O divertimento do ‘Unce’
‘Unce’ é um termo swahili que significa divertimento. Trata-se de um ritmo musical urbano de influência árabe e contemporâneo da Marrabenta. Produto da mestiçagem cultural africana e muçulmana, a sua origem está associada a indivíduos muçulmanos provenientes das Ilhas Comores, cantado e tocado em ocasiões festivas como aniversários e casamentos de pessoas que professam o Islamismo. Em Moçambique, o Unce tornou-se conhecido no bairro da Mafalala onde existia uma comunidade comoreana bastante dinâmica. Esta comunidade, através da Associação Recreativa de Beneficiência Comoreana e da Associação Mahometana Comoreana, realizava bailes bastante concorridos nas suas instalações entre os anos 1940/60. O ‘Unce’ comprova a diversidade cultural de Moçambique e a dinâmica cultural da Mafalala, bairro onde grandes personagens do panorama político, social, cultural e desportivo moçambicano se criaram.

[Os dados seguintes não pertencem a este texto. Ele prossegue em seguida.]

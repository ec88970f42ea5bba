//! Tracing/logging initialization.
//!
//! Logs always go to stderr: stdout belongs to the rendered screens.

use core::str::FromStr;

use thiserror::Error;
use tracing_subscriber::EnvFilter;

/// Output format of the log stream.
#[derive(Debug, Clone, Copy, Default, PartialEq, Eq)]
pub enum LogFormat {
    /// Compact human-readable lines.
    #[default]
    Text,
    /// One JSON object per event, with timestamps.
    Json,
}

#[derive(Debug, Error, Clone, PartialEq, Eq)]
#[error("unknown log format '{0}' (expected 'text' or 'json')")]
pub struct UnknownLogFormat(pub String);

impl FromStr for LogFormat {
    type Err = UnknownLogFormat;

    fn from_str(s: &str) -> Result<Self, Self::Err> {
        match s.trim().to_ascii_lowercase().as_str() {
            "text" | "compact" => Ok(LogFormat::Text),
            "json" => Ok(LogFormat::Json),
            other => Err(UnknownLogFormat(other.to_string())),
        }
    }
}

/// Initialize tracing/logging for the process.
///
/// `RUST_LOG` wins over `default_filter`. Safe to call multiple times
/// (subsequent calls are no-ops).
pub fn init(format: LogFormat, default_filter: &str) {
    let filter =
        EnvFilter::try_from_default_env().unwrap_or_else(|_| EnvFilter::new(default_filter));

    let builder = tracing_subscriber::fmt()
        .with_env_filter(filter)
        .with_writer(std::io::stderr)
        .with_target(false);

    let _ = match format {
        LogFormat::Json => builder
            .json()
            .with_timer(tracing_subscriber::fmt::time::SystemTime)
            .try_init(),
        LogFormat::Text => builder.compact().without_time().try_init(),
    };
}
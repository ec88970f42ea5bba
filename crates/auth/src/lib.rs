//! `jury-auth`
//!
//! **Responsibility:** Identity and access rules of the client.
//!
//! - Read the identity out of a bearer token (no signature check)
//! - Gate a navigation target on that identity
//!
//! No IO. No HTTP or storage knowledge.

pub mod claims;
pub mod guard;
pub mod roles;

pub use claims::{Identity, TokenDecodeError, decode_identity};
pub use guard::{Access, guard};
pub use roles::{Role, UnknownRole};
//! `jury` binary entry point.

use std::process::ExitCode;

use anyhow::{Context, Result};
use clap::Parser;

use jury_client::app::App;
use jury_client::cli::{self, Cli};
use jury_client::config::ClientConfig;

#[tokio::main(flavor = "current_thread")]
async fn main() -> Result<ExitCode> {
    let cli = Cli::parse();

    let config = ClientConfig::from_env().context("failed to load configuration")?;
    let config = cli.configure(config)?;

    jury_observability::tracing::init(config.log_format, "warn");
    tracing::debug!(api_url = %config.api_url, token_path = %config.token_path.display(), "starting");

    let app = App::open(config).context("failed to open the session")?;
    cli::run(&app, cli.command).await
}
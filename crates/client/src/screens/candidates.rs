use jury_core::{CandidateId, find_by_id};

use crate::api::ApiClient;
use crate::forms::{FormError, optional, required};
use crate::notify::Notification;
use crate::render::{Table, date_only, or_dash};
use crate::routes::Route;
use crate::types::{Candidate, NewCandidate};

use super::{call_failed, form_rejected, heading, impl_notifications};

/// Raw input of the "new candidate" form.
#[derive(Debug, Clone, Default, PartialEq, Eq)]
pub struct CandidateForm {
    pub last_name: String,
    pub first_name: String,
    pub email: String,
    pub project: Option<String>,
    pub company: Option<String>,
}

impl CandidateForm {
    pub fn validate(&self) -> Result<NewCandidate, FormError> {
        Ok(NewCandidate {
            last_name: required("last name", &self.last_name)?,
            first_name: required("first name", &self.first_name)?,
            email: required("email", &self.email)?,
            project: optional(self.project.as_deref()),
            company: optional(self.company.as_deref()),
        })
    }
}

#[derive(Debug)]
pub struct CandidatesScreen {
    api: ApiClient,
    candidates: Vec<Candidate>,
    notice: Option<Notification>,
}

impl CandidatesScreen {
    pub fn new(api: ApiClient) -> Self {
        Self {
            api,
            candidates: Vec::new(),
            notice: None,
        }
    }

    pub fn candidates(&self) -> &[Candidate] {
        &self.candidates
    }

    pub async fn mount(&mut self) {
        self.refresh().await;
    }

    pub async fn create(&mut self, form: &CandidateForm) {
        let candidate = match form.validate() {
            Ok(candidate) => candidate,
            Err(err) => {
                self.notice = Some(form_rejected(&err));
                return;
            }
        };

        match self.api.create_candidate(&candidate).await {
            Ok(created) => {
                self.notice = Some(Notification::success(format!(
                    "Candidate {} added",
                    created.full_name()
                )));
                self.refresh().await;
            }
            Err(err) => self.notice = Some(call_failed(&err, "Failed to add the candidate")),
        }
    }

    pub async fn delete(&mut self, id: CandidateId) {
        let label = find_by_id(&self.candidates, id)
            .map(Candidate::full_name)
            .unwrap_or_else(|| format!("#{id}"));

        match self.api.delete_candidate(id).await {
            Ok(()) => {
                self.notice = Some(Notification::success(format!("Candidate {label} deleted")));
                self.refresh().await;
            }
            Err(err) => self.notice = Some(call_failed(&err, "Failed to delete the candidate")),
        }
    }

    async fn refresh(&mut self) {
        match self.api.list_candidates().await {
            Ok(candidates) => self.candidates = candidates,
            Err(err) => self.notice = Some(call_failed(&err, "Failed to load candidates")),
        }
    }

    pub fn render(&self) -> String {
        let mut out = heading(Route::Candidates.title());
        if self.candidates.is_empty() {
            out.push_str("No candidates.\n");
            return out;
        }

        let mut table = Table::new(["Id", "Last name", "First name", "Email", "Project", "Company", "Created"]);
        for c in &self.candidates {
            table.row([
                c.id.to_string(),
                c.last_name.clone(),
                c.first_name.clone(),
                c.email.clone(),
                or_dash(c.project.as_deref()).to_string(),
                or_dash(c.company.as_deref()).to_string(),
                date_only(c.created_at.as_deref()).to_string(),
            ]);
        }
        out.push_str(&table.render());
        out
    }
}

impl_notifications!(CandidatesScreen, Route::Candidates);

#[cfg(test)]
mod tests {
    use super::*;

    #[test]
    fn form_requires_names_and_email() {
        let mut form = CandidateForm {
            last_name: "Diallo".to_string(),
            first_name: " ".to_string(),
            email: "a@b.c".to_string(),
            ..CandidateForm::default()
        };
        assert_eq!(form.validate(), Err(FormError::Missing("first name")));

        form.first_name = "Awa".to_string();
        form.company = Some("".to_string());
        let valid = form.validate().unwrap();
        assert_eq!(valid.first_name, "Awa");
        assert_eq!(valid.company, None);
    }
}
impl Cli {
    /// Apply command-line overrides on top of the environment configuration.
    pub fn configure(&self, config: ClientConfig) -> Result<ClientConfig> {
        let mut config = match &self.api_url {
            Some(url) => config.with_api_url(url).context("invalid --api-url")?,
            None => config,
        };
        if let Some(path) = &self.token_path {
            config = config.with_token_path(path.clone());
        }
        if let Some(format) = self.log_format {
            config.log_format = format;
        }
        Ok(config)
    }
}

#[derive(Subcommand, Debug)]
pub enum Command {
    /// Log in and store the session token
    Login {
        #[arg(long)]
        email: String,

        /// Read from stdin when omitted
        #[arg(long, env = "JURY_PASSWORD", hide_env_values = true)]
        password: Option<String>,
    },

    /// Forget the stored session
    Logout,

    /// Show the logged-in identity
    Whoami,

    /// Render the screen at a route path (e.g. /dashboard)
    Open { path: String },

    /// Candidates
    #[command(subcommand)]
    Candidates(CandidatesCommand),

    /// Categories and their rosters (admin)
    #[command(subcommand)]
    Categories(CategoriesCommand),

    /// Scoring criteria (admin)
    #[command(subcommand)]
    Criteria(CriteriaCommand),

    /// User accounts (admin)
    #[command(subcommand)]
    Users(UsersCommand),

    /// Score entry (jury)
    #[command(subcommand)]
    Scores(ScoresCommand),

    /// Final leaderboard of a category (admin)
    FinalScores {
        #[arg(long)]
        category: Option<CategoryId>,
    },
}

#[derive(Subcommand, Debug)]
pub enum CandidatesCommand {
    #[command(alias = "ls")]
    List,
    Add(CandidateArgs),
    Delete { id: CandidateId },
}

#[derive(Args, Debug)]
pub struct CandidateArgs {
    #[arg(long)]
    pub last_name: String,
    #[arg(long)]
    pub first_name: String,
    #[arg(long)]
    pub email: String,
    #[arg(long)]
    pub project: Option<String>,
    #[arg(long)]
    pub company: Option<String>,
}

#[derive(Subcommand, Debug)]
pub enum CategoriesCommand {
    #[command(alias = "ls")]
    List,
    Add {
        #[arg(long)]
        name: String,
        #[arg(long)]
        description: Option<String>,
    },
    Delete {
        id: CategoryId,
    },
    AssignCandidate {
        #[arg(long)]
        category: CategoryId,
        #[arg(long)]
        candidate: CandidateId,
    },
    AssignJury {
        #[arg(long)]
        category: CategoryId,
        #[arg(long)]
        jury: UserId,
    },
    RemoveCandidate {
        #[arg(long)]
        category: CategoryId,
        #[arg(long)]
        candidate: CandidateId,
    },
    RemoveJury {
        #[arg(long)]
        category: CategoryId,
        #[arg(long)]
        jury: UserId,
    },
}

#[derive(Subcommand, Debug)]
pub enum CriteriaCommand {
    #[command(alias = "ls")]
    List {
        #[arg(long)]
        category: Option<CategoryId>,
    },
    Add {
        #[arg(long)]
        category: CategoryId,
        #[arg(long)]
        name: String,
        #[arg(long)]
        max: i64,
    },
    Delete {
        id: CriterionId,
        /// Category to list afterwards
        #[arg(long)]
        category: Option<CategoryId>,
    },
}

#[derive(Subcommand, Debug)]
pub enum UsersCommand {
    #[command(alias = "ls")]
    List,
    Add {
        #[arg(long)]
        name: String,
        #[arg(long)]
        email: String,
        #[arg(long, env = "JURY_NEW_USER_PASSWORD", hide_env_values = true)]
        password: String,
        #[arg(long, default_value = "jury")]
        role: Role,
    },
    Delete {
        id: UserId,
    },
}

#[derive(Subcommand, Debug)]
pub enum ScoresCommand {
    /// Candidates and criteria of a category
    Show {
        #[arg(long)]
        category: Option<CategoryId>,
    },
    /// Save one note
    Save {
        #[arg(long)]
        category: CategoryId,
        #[arg(long)]
        candidate: CandidateId,
        #[arg(long)]
        criterion: CriterionId,
        #[arg(long)]
        note: f64,
        #[arg(long)]
        comment: Option<String>,
    },
    /// Every jury member's total for a candidate
    JuryTotals {
        #[arg(long)]
        category: CategoryId,
        #[arg(long)]
        candidate: CandidateId,
    },
}
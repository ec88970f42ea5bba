use core::str::FromStr;

use serde::{Deserialize, Serialize};
use thiserror::Error;

/// Role carried in the access token.
///
/// The backend only issues two roles; anything else is treated as a malformed
/// token rather than an unprivileged user.
#[derive(Debug, Clone, Copy, PartialEq, Eq, Hash, Serialize, Deserialize)]
#[serde(rename_all = "lowercase")]
pub enum Role {
    Admin,
    Jury,
}

impl Role {
    pub fn as_str(&self) -> &'static str {
        match self {
            Role::Admin => "admin",
            Role::Jury => "jury",
        }
    }
}

impl core::fmt::Display for Role {
    fn fmt(&self, f: &mut core::fmt::Formatter<'_>) -> core::fmt::Result {
        f.write_str(self.as_str())
    }
}

#[derive(Debug, Error, Clone, PartialEq, Eq)]
#[error("unknown role '{0}' (expected one of: admin, jury)")]
pub struct UnknownRole(pub String);

impl FromStr for Role {
    type Err = UnknownRole;

    fn from_str(s: &str) -> Result<Self, Self::Err> {
        match s.trim().to_ascii_lowercase().as_str() {
            "admin" => Ok(Role::Admin),
            "jury" => Ok(Role::Jury),
            other => Err(UnknownRole(other.to_string())),
        }
    }
}
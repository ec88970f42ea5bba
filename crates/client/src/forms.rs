//! Client-side form validation. A form that fails here never reaches the
//! network.

use thiserror::Error;

#[derive(Debug, Error, Clone, PartialEq, Eq)]
pub enum FormError {
    #[error("{0} is required")]
    Missing(&'static str),

    #[error("{field} {reason}")]
    Invalid { field: &'static str, reason: String },

    /// An action needs a prior selection (category, candidate, jury).
    #[error("select a {0} first")]
    NoSelection(&'static str),

    /// The selected id is not in the loaded list.
    #[error("unknown {kind} #{id}")]
    Unknown { kind: &'static str, id: i64 },
}

impl FormError {
    pub fn invalid(field: &'static str, reason: impl Into<String>) -> Self {
        FormError::Invalid {
            field,
            reason: reason.into(),
        }
    }
}

/// Trimmed value of a mandatory text field.
pub fn required(field: &'static str, value: &str) -> Result<String, FormError> {
    let value = value.trim();
    if value.is_empty() {
        return Err(FormError::Missing(field));
    }
    Ok(value.to_string())
}

/// Trimmed value of an optional text field; blank means absent.
pub fn optional(value: Option<&str>) -> Option<String> {
    value
        .map(str::trim)
        .filter(|v| !v.is_empty())
        .map(str::to_string)
}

Os comoreanos, como eram popularmente conhecidos na Mafalala, emigraram para Moçambique à procura de melhores condições de vida. Trabalhavam como empregados de mesa, na indústria açucareira e no comércio e exerciam o sacerdócio, uma vez que eram indivíduos com uma formação religiosa bastante sólida. O ritmo não se tornou tão popular quanto a Marrabenta, pelo facto de estar restrito a ambientes familiares e religiosos. A expressão maior do ‘Unce’ é Juma Mukhatsika, músico e poeta que criou várias músicas que se tornaram populares no meio suburbano de Maputo. Podemos destacar a música que dedica a Matateu que diz que ‘a bola fugia a Matateu de medo’. Esta música foi popularizada por Gonzana (Hassiade Múmino), ex-membro do Conjunto João Domingos, e outros músicos como Wazimbo que também interpretou alguns dos seus números. Para além de Juma Mukhatsika, neste género musical destaca-se ainda Juma Mulinde, outro grande intéprete que tocou vários músicas deste ritmo.
Bandas como Au Lad Fedha, Au Lad Comoria e Jazz Racine eram as mais conhecidas na interpretação destes números pela população local. Estas bandas estão por detrás da estilização do ‘Unce’. Com elas, as músicas que até então eram cantadas e dançadas ao som de palmas, passam a ser tocados com instrumentos europeus. A morte destes dois músicos fez o “unce” mergulhar no esquecimento dado que este voltou a ficar circunscrito a espaços familiares, e conhecido apenas por pessoas contemporâneas deste género musical. Presentemente há uma tentativa de reavivá-lo por Júlio Silva produtor musical que, em coordenação com a jovem cantora Júdice, tem estado a reinterpretar velhas músicas com nova roupagem. A verdade, porém, é que hoje pouco se fala do Unce e da música estilizada de influência árabe. Esta não é conhecida pela maioria da população.
Após a independência, apenas o agrupamento Eyuphuro de Nampula e o Tufo Feminino da Mafalala se tornaram uma referência em termos de música de influência árabe. O agrupamento Eyuphuro efectou uma digressão internacional nos inícios de 2000 e desapareceu após conflitos com o seu produtor. Mas o seu charme e originalidade continuam a ser lembrados pelos fãs.